#### DATA IN THIS EXERCISE

#[cfg(test)]
mod tests {
    use super::*;
    use crate::data::InMemoryDataHandler;
    use crate::domain::Bar;
    use crate::performance::PERIODS_DAILY;

    fn d(day: u32) -> NaiveDate {
        NaiveDate::from_ymd_opt(2024, 1, day).unwrap()
    }

    fn bar(symbol: &str, day: u32, adj_close: f64) -> Bar {
        Bar {
            symbol: symbol.into(),
            date: d(day),
            open: adj_close,
            high: adj_close,
            low: adj_close,
            close: adj_close,
            adj_close,
            volume: 1_000,
        }
    }

    fn fill(
        symbol: &str,
        day: u32,
        side: OrderSide,
        qty: u64,
        price: f64,
        commission: f64,
    ) -> FillEvent {
        FillEvent {
            symbol: symbol.into(),
            timestamp: d(day),
            quantity: qty,
            direction: side,
            fill_cost: qty as f64 * price,
            commission,
            venue: "SIM".into(),
        }
    }

    fn signal(direction: SignalDirection) -> SignalEvent {
        SignalEvent::new("SPY", d(2), direction)
    }

    #[test]
    fn buy_fill_updates_cash_and_holding() {
        let data = InMemoryDataHandler::from_bars(vec![bar("SPY", 2, 10.0)]);
        let mut portfolio = Portfolio::new(100_000.0);
        portfolio.on_fill(&fill("SPY", 2, OrderSide::Buy, 100, 10.0, 0.0), &data);

        assert_eq!(portfolio.cash(), 99_000.0);
        assert_eq!(portfolio.holding("SPY"), 100);
        assert_eq!(portfolio.equity_curve().len(), 1);
        assert_eq!(portfolio.equity_curve()[0].equity, 100_000.0);
    }

    #[test]
    fn commission_reduces_equity() {
        let data = InMemoryDataHandler::new();
        let mut portfolio = Portfolio::new(10_000.0);
        portfolio.on_fill(&fill("SPY", 2, OrderSide::Buy, 10, 100.0, 5.0), &data);
        assert_eq!(portfolio.cash(), 8_995.0);
        assert_eq!(portfolio.mark_to_market_equity(), 9_995.0);
        assert_eq!(portfolio.total_commission(), 5.0);
    }

    #[test]
    fn round_trip_flattens_holding() {
        let data = InMemoryDataHandler::new();
        let mut portfolio = Portfolio::new(10_000.0);
        portfolio.on_fill(&fill("SPY", 2, OrderSide::Buy, 10, 100.0, 0.0), &data);
        portfolio.on_fill(&fill("SPY", 3, OrderSide::Sell, 10, 110.0, 0.0), &data);
        assert_eq!(portfolio.holding("SPY"), 0);
        assert!(portfolio.holdings().is_empty());
        assert_eq!(portfolio.cash(), 10_100.0);
        assert_eq!(portfolio.equity_curve()[1].equity, 10_100.0);
    }

    #[test]
    fn other_holdings_marked_from_data() {
        let data = InMemoryDataHandler::from_bars(vec![
            bar("SPY", 2, 100.0),
            bar("SPY", 3, 120.0),
            bar("QQQ", 3, 50.0),
        ]);
        let mut portfolio = Portfolio::new(100_000.0);
        portfolio.on_fill(&fill("SPY", 2, OrderSide::Buy, 10, 100.0, 0.0), &data);
        portfolio.on_fill(&fill("QQQ", 3, OrderSide::Buy, 10, 50.0, 0.0), &data);
        // cash 100_000 - 1_000 - 500; SPY 10 @ 120; QQQ 10 @ 50
        assert_eq!(portfolio.equity_curve()[1].equity, 98_500.0 + 1_200.0 + 500.0);
    }

    #[test]
    fn long_signal_buys_fixed_quantity() {
        let data = InMemoryDataHandler::from_bars(vec![bar("SPY", 2, 10.0)]);
        let portfolio = Portfolio::new(100_000.0);
        let order = portfolio.on_signal(&signal(SignalDirection::Long), &data).unwrap();
        assert_eq!(order.direction, OrderSide::Buy);
        assert_eq!(order.quantity, DEFAULT_ORDER_QUANTITY);
        assert_eq!(order.timestamp, d(2));
    }

    #[test]
    fn short_signal_sells() {
        let data = InMemoryDataHandler::new();
        let portfolio = Portfolio::with_sizer(1_000.0, OrderSizer::fixed(5));
        let order = portfolio.on_signal(&signal(SignalDirection::Short), &data).unwrap();
        assert_eq!(order.direction, OrderSide::Sell);
        assert_eq!(order.quantity, 5);
    }

    #[test]
    fn exit_flattens_long_and_short() {
        let data = InMemoryDataHandler::new();
        let mut portfolio = Portfolio::new(100_000.0);
        assert!(portfolio.on_signal(&signal(SignalDirection::Exit), &data).is_none());

        portfolio.on_fill(&fill("SPY", 2, OrderSide::Buy, 30, 10.0, 0.0), &data);
        let order = portfolio.on_signal(&signal(SignalDirection::Exit), &data).unwrap();
        assert_eq!((order.direction, order.quantity), (OrderSide::Sell, 30));

        portfolio.on_fill(&fill("SPY", 2, OrderSide::Sell, 50, 10.0, 0.0), &data);
        let order = portfolio.on_signal(&signal(SignalDirection::Exit), &data).unwrap();
        assert_eq!((order.direction, order.quantity), (OrderSide::Buy, 20));
    }

    #[test]
    fn unaffordable_buy_is_skipped() {
        let data = InMemoryDataHandler::from_bars(vec![bar("SPY", 2, 500.0)]);
        let portfolio = Portfolio::new(1_000.0);
        assert!(portfolio.on_signal(&signal(SignalDirection::Long), &data).is_none());
    }

    #[test]
    fn pending_buy_holds_back_cash() {
        let data = InMemoryDataHandler::from_bars(vec![bar("SPY", 2, 10.0), bar("QQQ", 2, 10.0)]);
        let mut portfolio = Portfolio::with_sizer(1_000.0, OrderSizer::fixed(80));
        let no_commission = |_: &OrderEvent| 0.0;

        let first = portfolio.place_order(&signal(SignalDirection::Long), &data, &no_commission);
        assert!(first.is_some());
        assert_eq!(portfolio.reserved_cash(), 800.0);
        assert_eq!(portfolio.available_cash(), 200.0);
        assert_eq!(portfolio.cash(), 1_000.0);

        let qqq = SignalEvent::new("QQQ", d(2), SignalDirection::Long);
        assert!(portfolio.place_order(&qqq, &data, &no_commission).is_none());
    }

    #[test]
    fn commission_counts_toward_affordability() {
        let data = InMemoryDataHandler::from_bars(vec![bar("SPY", 2, 10.0)]);
        let mut portfolio = Portfolio::with_sizer(1_000.0, OrderSizer::fixed(100));

        let with_fee = |_: &OrderEvent| 5.0;
        assert!(portfolio
            .place_order(&signal(SignalDirection::Long), &data, &with_fee)
            .is_none());
        assert_eq!(portfolio.reserved_cash(), 0.0);

        let free = |_: &OrderEvent| 0.0;
        assert!(portfolio
            .place_order(&signal(SignalDirection::Long), &data, &free)
            .is_some());
    }

    #[test]
    fn fill_settles_reservation() {
        let data = InMemoryDataHandler::from_bars(vec![bar("SPY", 2, 10.0)]);
        let mut portfolio = Portfolio::with_sizer(1_000.0, OrderSizer::fixed(10));
        let order = portfolio
            .place_order(&signal(SignalDirection::Long), &data, &|_| 1.0)
            .unwrap();
        assert_eq!(portfolio.reserved_cash(), 101.0);

        portfolio.on_fill(&fill("SPY", 2, OrderSide::Buy, order.quantity, 10.0, 1.0), &data);
        assert_eq!(portfolio.reserved_cash(), 0.0);
        assert_eq!(portfolio.available_cash(), 899.0);
    }

    #[test]
    fn dropped_order_releases_reservation() {
        let data = InMemoryDataHandler::from_bars(vec![bar("SPY", 2, 10.0)]);
        let mut portfolio = Portfolio::with_sizer(1_000.0, OrderSizer::fixed(60));
        let order = portfolio
            .place_order(&signal(SignalDirection::Long), &data, &|_| 0.0)
            .unwrap();
        assert!(portfolio.on_signal(&signal(SignalDirection::Long), &data).is_none());

        portfolio.release_order(&order);
        assert_eq!(portfolio.available_cash(), 1_000.0);
        assert!(portfolio.on_signal(&signal(SignalDirection::Long), &data).is_some());
    }

    #[test]
    fn sells_reserve_nothing() {
        let data = InMemoryDataHandler::from_bars(vec![bar("SPY", 2, 10.0)]);
        let mut portfolio = Portfolio::with_sizer(1_000.0, OrderSizer::fixed(60));
        let order = portfolio
            .place_order(&signal(SignalDirection::Short), &data, &|_| 0.0)
            .unwrap();
        assert_eq!(order.direction, OrderSide::Sell);
        assert_eq!(portfolio.reserved_cash(), 0.0);
    }

    #[test]
    fn empty_curve_has_no_stats() {
        let portfolio = Portfolio::new(1_000.0);
        assert!(matches!(
            portfolio.output_summary_stats(PERIODS_DAILY),
            Err(EngineError::EmptyCurve)
        ));
    }

    #[test]
    fn summary_stats_over_curve() {
        let data = InMemoryDataHandler::new();
        let mut portfolio = Portfolio::new(1_000.0);
        portfolio.on_fill(&fill("SPY", 2, OrderSide::Buy, 10, 10.0, 0.0), &data);
        portfolio.on_fill(&fill("SPY", 3, OrderSide::Sell, 10, 8.0, 0.0), &data);

        let stats = portfolio.output_summary_stats(PERIODS_DAILY).unwrap();
        assert_eq!(stats.final_equity, 980.0);
        assert!((stats.total_return + 0.02).abs() < 1e-12);
        assert_eq!(stats.max_drawdown, 20.0);
        assert_eq!(stats.fill_count, 2);
        // returns [0.0, -0.02]
        assert!(stats.sharpe_ratio.unwrap() < 0.0);
    }
}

#### EXERCISE
Lines to set down from above: the line with "assert_eq!(portfolio.equity_curve()[1].equity, 10_100.0);", the line with "assert_eq!(order.quantity, DEFAULT_ORDER_QUANTITY);", and every line between, each exactly as written.

#### TASK SOLUTION
        assert_eq!(portfolio.equity_curve()[1].equity, 10_100.0);
    }

    #[test]
    fn other_holdings_marked_from_data() {
        let data = InMemoryDataHandler::from_bars(vec![
            bar("SPY", 2, 100.0),
            bar("SPY", 3, 120.0),
            bar("QQQ", 3, 50.0),
        ]);
        let mut portfolio = Portfolio::new(100_000.0);
        portfolio.on_fill(&fill("SPY", 2, OrderSide::Buy, 10, 100.0, 0.0), &data);
        portfolio.on_fill(&fill("QQQ", 3, OrderSide::Buy, 10, 50.0, 0.0), &data);
        // cash 100_000 - 1_000 - 500; SPY 10 @ 120; QQQ 10 @ 50
        assert_eq!(portfolio.equity_curve()[1].equity, 98_500.0 + 1_200.0 + 500.0);
    }

    #[test]
    fn long_signal_buys_fixed_quantity() {
        let data = InMemoryDataHandler::from_bars(vec![bar("SPY", 2, 10.0)]);
        let portfolio = Portfolio::new(100_000.0);
        let order = portfolio.on_signal(&signal(SignalDirection::Long), &data).unwrap();
        assert_eq!(order.direction, OrderSide::Buy);
        assert_eq!(order.quantity, DEFAULT_ORDER_QUANTITY);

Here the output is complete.